Find the lines of the material below that include the string "DashMap", then copy each one.

§ SOURCE DATA

▬▬▬▬▬▬

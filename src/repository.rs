// SPDX-License-Identifier: AGPL-3.0-or-later
//
// Copyright (C) 2025 Daniel Negri
//
// This program is free software: you can redistribute it and/or modify
// it under the terms of the GNU Affero General Public License as published by
// the Free Software Foundation, either version 3 of the License, or
// (at your option) any later version.
//
// This program is distributed in the hope that it will be useful,
// but WITHOUT ANY WARRANTY; without even the implied warranty of
// MERCHANTABILITY or FITNESS FOR A PARTICULAR PURPOSE. See the
// GNU Affero General Public License for more details.
//
// You should have received a copy of the GNU Affero General Public License
// along with this program. If not, see <https://www.gnu.org/licenses/>.

//! Account storage.
//!
//! Every lookup is scoped by tenant; an account is never visible to another
//! tenant even when its ID is known.

use crate::account::Account;
use crate::base::{AccountId, AccountKey, TenantId};
use dashmap::DashMap;

/// Key-by-tenant account store used by the [`Engine`](crate::Engine).
pub trait AccountRepository: Send + Sync {
    fn find_by_key(&self, key: &AccountKey) -> Option<Account>;

    fn find_by_id(&self, tenant_id: TenantId, id: AccountId) -> Option<Account>;

    /// Inserts or replaces the account stored under its key.
    fn save(&self, account: Account) -> Account;

    fn by_owner(&self, tenant_id: TenantId, owner: &str) -> Vec<Account>;

    fn all(&self, tenant_id: TenantId) -> Vec<Account>;
}

/// In-memory store backed by [`DashMap`].
#[derive(Debug, Default)]
pub struct InMemoryAccountRepository {
    accounts: DashMap<AccountKey, Account>,
    /// Secondary index from account ID to its key.
    keys: DashMap<AccountId, AccountKey>,
}

impl InMemoryAccountRepository {
    pub fn new() -> Self {
        Self::default()
    }

    fn matching<F>(&self, keep: F) -> Vec<Account>
    where
        F: Fn(&Account) -> bool,
    {
        let mut accounts: Vec<Account> = self
            .accounts
            .iter()
            .filter(|entry| keep(entry.value()))
            .map(|entry| entry.value().clone())
            .collect();
        accounts.sort_by(|a, b| a.key().cmp(&b.key()));
        accounts
    }
}

impl AccountRepository for InMemoryAccountRepository {
    fn find_by_key(&self, key: &AccountKey) -> Option<Account> {
        self.accounts.get(key).map(|entry| entry.value().clone())
    }

    fn find_by_id(&self, tenant_id: TenantId, id: AccountId) -> Option<Account> {
        let key = self.keys.get(&id).map(|entry| entry.value().clone())?;
        if key.tenant_id != tenant_id {
            return None;
        }
        self.find_by_key(&key)
    }

    fn save(&self, account: Account) -> Account {
        let key = account.key();
        self.keys.insert(account.id(), key.clone());
        self.accounts.insert(key, account.clone());
        account
    }

    fn by_owner(&self, tenant_id: TenantId, owner: &str) -> Vec<Account> {
        let owner = owner.trim();
        self.matching(|account| account.tenant_id() == tenant_id && account.owner() == owner)
    }

    fn all(&self, tenant_id: TenantId) -> Vec<Account> {
        self.matching(|account| account.tenant_id() == tenant_id)
    }
}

▬▬▬▬▬▬

§ REPLY
use dashmap::DashMap;
/// In-memory store backed by [`DashMap`].
    accounts: DashMap<AccountKey, Account>,
    keys: DashMap<AccountId, AccountKey>,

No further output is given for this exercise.